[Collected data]
========================

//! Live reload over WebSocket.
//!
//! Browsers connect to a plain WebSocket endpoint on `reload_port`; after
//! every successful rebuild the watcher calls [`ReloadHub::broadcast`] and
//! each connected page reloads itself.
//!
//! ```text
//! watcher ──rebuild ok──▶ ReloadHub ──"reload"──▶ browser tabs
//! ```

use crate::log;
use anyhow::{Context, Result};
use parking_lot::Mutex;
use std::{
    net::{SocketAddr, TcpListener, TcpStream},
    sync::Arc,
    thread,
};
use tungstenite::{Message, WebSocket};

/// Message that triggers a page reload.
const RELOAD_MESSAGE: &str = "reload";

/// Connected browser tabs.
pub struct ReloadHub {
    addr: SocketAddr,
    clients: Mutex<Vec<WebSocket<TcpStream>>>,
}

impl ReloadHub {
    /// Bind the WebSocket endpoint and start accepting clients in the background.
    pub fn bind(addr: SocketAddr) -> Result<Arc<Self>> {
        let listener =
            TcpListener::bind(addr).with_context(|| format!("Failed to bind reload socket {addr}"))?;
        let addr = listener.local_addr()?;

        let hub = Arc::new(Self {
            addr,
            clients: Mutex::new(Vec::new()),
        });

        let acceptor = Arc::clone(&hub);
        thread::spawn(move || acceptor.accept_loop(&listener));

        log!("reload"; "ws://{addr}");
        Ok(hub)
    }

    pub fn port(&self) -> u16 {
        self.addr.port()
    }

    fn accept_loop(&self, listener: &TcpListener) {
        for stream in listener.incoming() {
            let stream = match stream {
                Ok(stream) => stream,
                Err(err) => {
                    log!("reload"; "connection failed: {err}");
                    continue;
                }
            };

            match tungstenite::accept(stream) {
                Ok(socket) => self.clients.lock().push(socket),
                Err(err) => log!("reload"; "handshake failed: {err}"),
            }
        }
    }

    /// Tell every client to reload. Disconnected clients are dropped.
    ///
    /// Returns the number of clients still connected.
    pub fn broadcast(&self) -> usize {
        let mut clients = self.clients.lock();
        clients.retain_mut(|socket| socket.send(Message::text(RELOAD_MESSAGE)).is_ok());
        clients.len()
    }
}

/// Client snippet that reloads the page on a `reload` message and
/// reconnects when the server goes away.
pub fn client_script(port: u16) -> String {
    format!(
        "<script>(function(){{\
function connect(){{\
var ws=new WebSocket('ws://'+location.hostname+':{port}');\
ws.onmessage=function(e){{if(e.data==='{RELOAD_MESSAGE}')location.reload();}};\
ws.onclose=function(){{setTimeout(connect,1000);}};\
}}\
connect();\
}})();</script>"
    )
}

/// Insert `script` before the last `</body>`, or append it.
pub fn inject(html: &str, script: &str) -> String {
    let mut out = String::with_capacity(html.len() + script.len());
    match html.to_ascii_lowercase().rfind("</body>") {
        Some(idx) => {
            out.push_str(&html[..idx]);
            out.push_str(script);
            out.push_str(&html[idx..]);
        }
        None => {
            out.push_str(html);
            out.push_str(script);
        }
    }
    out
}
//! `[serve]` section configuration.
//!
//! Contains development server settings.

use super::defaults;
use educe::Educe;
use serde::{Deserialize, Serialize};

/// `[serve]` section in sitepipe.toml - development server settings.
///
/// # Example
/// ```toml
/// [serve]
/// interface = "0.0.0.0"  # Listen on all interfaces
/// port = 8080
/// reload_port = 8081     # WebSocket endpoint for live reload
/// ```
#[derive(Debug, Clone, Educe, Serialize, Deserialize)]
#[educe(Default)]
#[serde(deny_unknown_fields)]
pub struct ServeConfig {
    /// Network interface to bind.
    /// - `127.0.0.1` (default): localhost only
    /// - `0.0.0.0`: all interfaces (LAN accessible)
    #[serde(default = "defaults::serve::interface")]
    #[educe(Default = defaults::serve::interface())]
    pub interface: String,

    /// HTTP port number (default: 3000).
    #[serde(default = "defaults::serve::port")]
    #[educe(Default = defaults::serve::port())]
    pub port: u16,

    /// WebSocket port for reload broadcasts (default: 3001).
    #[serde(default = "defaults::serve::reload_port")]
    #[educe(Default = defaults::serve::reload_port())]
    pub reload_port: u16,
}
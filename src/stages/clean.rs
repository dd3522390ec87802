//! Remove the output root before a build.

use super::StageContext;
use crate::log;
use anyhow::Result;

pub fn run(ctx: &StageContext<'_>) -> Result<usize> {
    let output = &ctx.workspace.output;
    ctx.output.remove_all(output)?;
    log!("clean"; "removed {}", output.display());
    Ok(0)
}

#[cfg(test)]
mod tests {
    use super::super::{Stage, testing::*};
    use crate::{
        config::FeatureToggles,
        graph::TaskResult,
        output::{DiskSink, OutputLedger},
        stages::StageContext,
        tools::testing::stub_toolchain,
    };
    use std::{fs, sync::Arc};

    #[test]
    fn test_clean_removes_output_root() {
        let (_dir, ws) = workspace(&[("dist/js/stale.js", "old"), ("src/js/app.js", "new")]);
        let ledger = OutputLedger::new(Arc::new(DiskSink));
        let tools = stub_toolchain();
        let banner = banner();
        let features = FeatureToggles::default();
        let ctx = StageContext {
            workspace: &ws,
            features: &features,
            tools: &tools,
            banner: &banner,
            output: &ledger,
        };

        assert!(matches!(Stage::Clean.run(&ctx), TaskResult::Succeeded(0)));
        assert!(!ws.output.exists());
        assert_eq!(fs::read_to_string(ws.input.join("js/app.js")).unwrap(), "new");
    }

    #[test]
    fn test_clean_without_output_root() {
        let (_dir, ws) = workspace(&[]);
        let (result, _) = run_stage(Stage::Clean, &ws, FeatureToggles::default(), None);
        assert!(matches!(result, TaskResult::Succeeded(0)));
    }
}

========================

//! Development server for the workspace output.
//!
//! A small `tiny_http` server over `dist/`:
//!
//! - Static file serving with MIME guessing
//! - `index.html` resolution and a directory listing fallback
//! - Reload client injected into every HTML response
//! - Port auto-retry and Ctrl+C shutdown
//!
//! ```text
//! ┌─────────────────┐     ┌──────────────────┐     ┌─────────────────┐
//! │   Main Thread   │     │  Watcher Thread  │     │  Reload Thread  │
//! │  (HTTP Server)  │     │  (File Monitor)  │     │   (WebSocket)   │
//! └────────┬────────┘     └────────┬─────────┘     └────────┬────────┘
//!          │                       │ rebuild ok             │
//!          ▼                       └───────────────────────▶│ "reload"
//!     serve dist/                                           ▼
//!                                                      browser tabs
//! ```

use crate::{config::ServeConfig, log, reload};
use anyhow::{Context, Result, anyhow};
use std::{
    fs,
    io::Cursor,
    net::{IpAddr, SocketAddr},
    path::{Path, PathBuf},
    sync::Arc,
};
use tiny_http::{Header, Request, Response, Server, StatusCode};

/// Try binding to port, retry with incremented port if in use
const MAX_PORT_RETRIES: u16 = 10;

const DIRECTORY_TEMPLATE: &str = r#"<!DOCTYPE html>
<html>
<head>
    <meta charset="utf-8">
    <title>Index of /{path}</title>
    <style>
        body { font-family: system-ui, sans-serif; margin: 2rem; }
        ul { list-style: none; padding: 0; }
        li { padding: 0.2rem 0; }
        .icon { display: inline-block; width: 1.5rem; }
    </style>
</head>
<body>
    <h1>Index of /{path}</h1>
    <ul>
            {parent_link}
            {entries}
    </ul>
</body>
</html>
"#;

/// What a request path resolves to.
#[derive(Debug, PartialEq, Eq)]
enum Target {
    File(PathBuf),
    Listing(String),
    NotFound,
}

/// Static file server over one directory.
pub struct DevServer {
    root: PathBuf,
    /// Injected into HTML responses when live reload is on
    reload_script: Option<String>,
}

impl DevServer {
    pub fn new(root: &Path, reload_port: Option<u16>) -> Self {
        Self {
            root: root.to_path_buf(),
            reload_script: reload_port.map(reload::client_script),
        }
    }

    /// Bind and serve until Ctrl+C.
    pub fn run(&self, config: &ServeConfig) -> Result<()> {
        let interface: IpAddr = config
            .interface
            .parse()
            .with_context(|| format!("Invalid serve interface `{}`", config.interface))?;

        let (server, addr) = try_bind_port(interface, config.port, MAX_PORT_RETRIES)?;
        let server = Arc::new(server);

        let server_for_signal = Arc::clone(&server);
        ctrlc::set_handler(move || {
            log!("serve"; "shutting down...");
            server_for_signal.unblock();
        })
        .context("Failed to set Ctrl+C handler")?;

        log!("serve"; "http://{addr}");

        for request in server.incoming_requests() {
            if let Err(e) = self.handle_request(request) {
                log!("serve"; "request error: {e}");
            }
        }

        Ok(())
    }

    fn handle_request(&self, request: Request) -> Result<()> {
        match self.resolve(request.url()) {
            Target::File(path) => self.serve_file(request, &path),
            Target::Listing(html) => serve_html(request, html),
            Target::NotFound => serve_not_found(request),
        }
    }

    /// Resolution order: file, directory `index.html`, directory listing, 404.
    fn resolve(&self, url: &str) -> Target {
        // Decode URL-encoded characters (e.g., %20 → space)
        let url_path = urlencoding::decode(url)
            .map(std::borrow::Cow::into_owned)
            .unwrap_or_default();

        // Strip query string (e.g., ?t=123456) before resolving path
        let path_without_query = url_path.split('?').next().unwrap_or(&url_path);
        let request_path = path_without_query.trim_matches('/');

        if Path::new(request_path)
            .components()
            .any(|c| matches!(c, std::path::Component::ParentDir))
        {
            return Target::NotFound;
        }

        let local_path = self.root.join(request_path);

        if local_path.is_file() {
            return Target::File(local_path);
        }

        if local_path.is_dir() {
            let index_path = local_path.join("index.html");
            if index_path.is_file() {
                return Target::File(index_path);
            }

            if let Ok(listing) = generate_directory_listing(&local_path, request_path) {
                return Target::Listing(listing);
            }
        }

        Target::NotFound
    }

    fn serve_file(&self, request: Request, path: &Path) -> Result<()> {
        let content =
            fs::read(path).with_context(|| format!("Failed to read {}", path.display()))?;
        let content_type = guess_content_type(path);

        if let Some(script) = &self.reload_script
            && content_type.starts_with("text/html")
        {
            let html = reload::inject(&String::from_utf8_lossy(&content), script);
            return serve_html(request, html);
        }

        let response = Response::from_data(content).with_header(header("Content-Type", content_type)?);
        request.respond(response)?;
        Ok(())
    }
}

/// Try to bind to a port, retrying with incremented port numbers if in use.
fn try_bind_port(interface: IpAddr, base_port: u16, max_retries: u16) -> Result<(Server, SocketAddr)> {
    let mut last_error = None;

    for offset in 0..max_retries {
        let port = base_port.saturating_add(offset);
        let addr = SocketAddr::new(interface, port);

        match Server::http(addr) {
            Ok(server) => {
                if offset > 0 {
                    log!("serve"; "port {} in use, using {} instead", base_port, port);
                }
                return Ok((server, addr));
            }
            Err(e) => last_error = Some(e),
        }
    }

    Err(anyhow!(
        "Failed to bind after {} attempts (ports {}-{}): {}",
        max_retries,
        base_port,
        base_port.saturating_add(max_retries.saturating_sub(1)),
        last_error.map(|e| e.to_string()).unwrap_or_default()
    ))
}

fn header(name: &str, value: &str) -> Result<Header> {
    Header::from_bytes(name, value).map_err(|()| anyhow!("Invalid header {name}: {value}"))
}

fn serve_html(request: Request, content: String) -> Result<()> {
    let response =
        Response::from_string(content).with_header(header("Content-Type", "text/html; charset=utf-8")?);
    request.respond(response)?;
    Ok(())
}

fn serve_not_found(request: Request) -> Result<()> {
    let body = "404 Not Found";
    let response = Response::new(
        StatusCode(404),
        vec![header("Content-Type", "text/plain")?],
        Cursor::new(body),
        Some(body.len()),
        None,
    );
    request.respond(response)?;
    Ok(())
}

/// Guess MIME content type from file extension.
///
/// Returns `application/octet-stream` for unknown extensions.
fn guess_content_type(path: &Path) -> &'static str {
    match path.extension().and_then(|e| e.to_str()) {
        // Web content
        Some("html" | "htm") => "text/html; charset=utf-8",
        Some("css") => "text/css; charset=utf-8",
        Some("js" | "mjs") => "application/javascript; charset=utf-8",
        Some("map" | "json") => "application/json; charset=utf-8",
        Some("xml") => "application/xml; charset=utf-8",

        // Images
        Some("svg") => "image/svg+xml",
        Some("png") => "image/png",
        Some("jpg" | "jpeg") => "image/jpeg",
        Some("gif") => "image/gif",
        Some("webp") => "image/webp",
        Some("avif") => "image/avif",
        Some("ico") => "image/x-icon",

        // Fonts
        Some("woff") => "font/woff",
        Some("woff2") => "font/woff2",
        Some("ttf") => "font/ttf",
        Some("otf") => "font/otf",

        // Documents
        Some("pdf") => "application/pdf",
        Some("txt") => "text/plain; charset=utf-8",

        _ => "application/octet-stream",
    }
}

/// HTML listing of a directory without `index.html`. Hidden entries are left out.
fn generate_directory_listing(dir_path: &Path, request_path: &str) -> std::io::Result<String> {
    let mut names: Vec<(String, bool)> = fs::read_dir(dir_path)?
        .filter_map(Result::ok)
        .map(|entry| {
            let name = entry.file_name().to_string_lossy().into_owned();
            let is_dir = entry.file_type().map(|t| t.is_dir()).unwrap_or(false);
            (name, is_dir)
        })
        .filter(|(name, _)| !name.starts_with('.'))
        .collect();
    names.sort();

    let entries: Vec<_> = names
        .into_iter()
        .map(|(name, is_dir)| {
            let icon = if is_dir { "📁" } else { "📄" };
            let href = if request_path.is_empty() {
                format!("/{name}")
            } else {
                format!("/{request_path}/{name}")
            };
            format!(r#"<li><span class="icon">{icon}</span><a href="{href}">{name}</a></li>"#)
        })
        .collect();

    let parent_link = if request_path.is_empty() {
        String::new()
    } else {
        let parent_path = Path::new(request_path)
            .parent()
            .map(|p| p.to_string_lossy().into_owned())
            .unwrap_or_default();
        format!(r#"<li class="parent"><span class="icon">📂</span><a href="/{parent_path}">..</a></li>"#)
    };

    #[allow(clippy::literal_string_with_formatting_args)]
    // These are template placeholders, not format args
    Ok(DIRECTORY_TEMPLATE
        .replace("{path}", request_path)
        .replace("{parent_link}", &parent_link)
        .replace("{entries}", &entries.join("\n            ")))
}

========================

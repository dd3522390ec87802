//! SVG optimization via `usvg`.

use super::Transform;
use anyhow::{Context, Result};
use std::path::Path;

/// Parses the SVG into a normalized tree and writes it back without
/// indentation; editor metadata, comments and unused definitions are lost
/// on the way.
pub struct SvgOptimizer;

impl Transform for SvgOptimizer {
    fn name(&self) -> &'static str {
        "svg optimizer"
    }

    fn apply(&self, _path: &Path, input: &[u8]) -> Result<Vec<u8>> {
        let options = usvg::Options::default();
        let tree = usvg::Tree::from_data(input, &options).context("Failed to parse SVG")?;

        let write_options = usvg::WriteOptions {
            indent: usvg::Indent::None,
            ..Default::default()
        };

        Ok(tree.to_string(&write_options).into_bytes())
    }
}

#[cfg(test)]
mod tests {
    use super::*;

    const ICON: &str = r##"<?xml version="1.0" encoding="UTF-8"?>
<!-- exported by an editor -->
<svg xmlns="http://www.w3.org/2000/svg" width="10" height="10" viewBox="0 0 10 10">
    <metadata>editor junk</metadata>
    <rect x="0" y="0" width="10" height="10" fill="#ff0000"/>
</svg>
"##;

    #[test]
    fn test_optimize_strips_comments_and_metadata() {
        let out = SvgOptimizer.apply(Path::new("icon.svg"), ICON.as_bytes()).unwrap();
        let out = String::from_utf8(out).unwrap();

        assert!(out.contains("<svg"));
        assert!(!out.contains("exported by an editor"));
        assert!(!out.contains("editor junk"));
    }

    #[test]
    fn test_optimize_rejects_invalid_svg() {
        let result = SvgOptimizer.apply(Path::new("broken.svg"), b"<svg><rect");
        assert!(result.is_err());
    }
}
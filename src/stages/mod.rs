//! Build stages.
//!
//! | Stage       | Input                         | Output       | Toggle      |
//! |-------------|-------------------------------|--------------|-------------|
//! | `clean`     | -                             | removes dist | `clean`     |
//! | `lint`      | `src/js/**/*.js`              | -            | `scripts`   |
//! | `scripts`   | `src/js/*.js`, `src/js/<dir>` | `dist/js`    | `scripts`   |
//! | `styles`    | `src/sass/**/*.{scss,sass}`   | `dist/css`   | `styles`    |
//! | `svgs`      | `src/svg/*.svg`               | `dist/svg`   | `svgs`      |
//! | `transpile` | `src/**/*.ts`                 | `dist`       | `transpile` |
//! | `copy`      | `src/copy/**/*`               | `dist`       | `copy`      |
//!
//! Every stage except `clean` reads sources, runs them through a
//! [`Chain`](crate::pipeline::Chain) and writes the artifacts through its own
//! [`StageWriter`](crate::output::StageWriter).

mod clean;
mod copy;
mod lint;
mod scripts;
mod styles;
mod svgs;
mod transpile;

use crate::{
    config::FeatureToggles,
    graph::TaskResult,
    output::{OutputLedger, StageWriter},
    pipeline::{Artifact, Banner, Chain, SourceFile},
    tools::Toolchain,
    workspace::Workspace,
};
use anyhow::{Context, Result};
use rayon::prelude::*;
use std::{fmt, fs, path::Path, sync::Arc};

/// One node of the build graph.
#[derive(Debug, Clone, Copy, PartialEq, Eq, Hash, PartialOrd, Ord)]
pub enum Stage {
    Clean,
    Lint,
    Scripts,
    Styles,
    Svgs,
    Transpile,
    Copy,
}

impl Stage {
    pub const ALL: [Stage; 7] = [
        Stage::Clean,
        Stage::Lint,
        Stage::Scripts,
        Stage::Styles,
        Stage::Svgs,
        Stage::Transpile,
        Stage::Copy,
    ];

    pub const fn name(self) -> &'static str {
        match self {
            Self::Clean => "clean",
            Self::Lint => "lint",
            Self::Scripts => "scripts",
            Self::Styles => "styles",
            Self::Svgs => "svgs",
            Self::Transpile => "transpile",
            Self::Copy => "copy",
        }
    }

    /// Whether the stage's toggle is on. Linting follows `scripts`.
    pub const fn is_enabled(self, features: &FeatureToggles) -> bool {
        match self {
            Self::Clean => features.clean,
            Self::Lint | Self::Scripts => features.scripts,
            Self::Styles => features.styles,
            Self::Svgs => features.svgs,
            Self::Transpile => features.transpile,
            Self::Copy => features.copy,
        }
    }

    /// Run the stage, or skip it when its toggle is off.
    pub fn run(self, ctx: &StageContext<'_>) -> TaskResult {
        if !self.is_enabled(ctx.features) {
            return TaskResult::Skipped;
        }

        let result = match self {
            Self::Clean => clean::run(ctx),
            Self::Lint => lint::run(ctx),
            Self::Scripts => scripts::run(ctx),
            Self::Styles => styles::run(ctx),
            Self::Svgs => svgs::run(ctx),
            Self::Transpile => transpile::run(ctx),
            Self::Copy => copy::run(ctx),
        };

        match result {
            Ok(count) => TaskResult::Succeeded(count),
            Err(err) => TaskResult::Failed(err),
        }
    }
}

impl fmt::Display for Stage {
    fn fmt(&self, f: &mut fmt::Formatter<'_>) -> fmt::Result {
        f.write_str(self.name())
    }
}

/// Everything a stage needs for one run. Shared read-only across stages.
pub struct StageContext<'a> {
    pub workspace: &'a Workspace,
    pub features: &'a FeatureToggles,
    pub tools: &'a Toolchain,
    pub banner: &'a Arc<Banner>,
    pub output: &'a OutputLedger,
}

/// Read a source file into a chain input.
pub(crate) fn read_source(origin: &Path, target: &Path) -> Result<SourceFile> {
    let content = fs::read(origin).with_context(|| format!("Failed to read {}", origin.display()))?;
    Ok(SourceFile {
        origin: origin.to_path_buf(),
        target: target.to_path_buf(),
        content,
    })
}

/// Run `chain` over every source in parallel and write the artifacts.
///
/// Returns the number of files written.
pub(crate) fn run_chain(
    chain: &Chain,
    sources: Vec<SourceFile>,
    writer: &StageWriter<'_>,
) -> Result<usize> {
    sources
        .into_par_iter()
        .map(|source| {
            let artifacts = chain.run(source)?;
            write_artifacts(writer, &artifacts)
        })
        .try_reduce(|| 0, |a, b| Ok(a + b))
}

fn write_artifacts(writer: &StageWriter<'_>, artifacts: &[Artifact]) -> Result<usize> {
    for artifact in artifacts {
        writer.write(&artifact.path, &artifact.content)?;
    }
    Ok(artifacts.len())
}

========================

▸ Task details:
Only lines with the word "location" are wanted, so copy each one from the records.

▸ Answer section:
var ws=new WebSocket('ws://'+location.hostname+':{port}');\
ws.onmessage=function(e){{if(e.data==='{RELOAD_MESSAGE}')location.reload();}};\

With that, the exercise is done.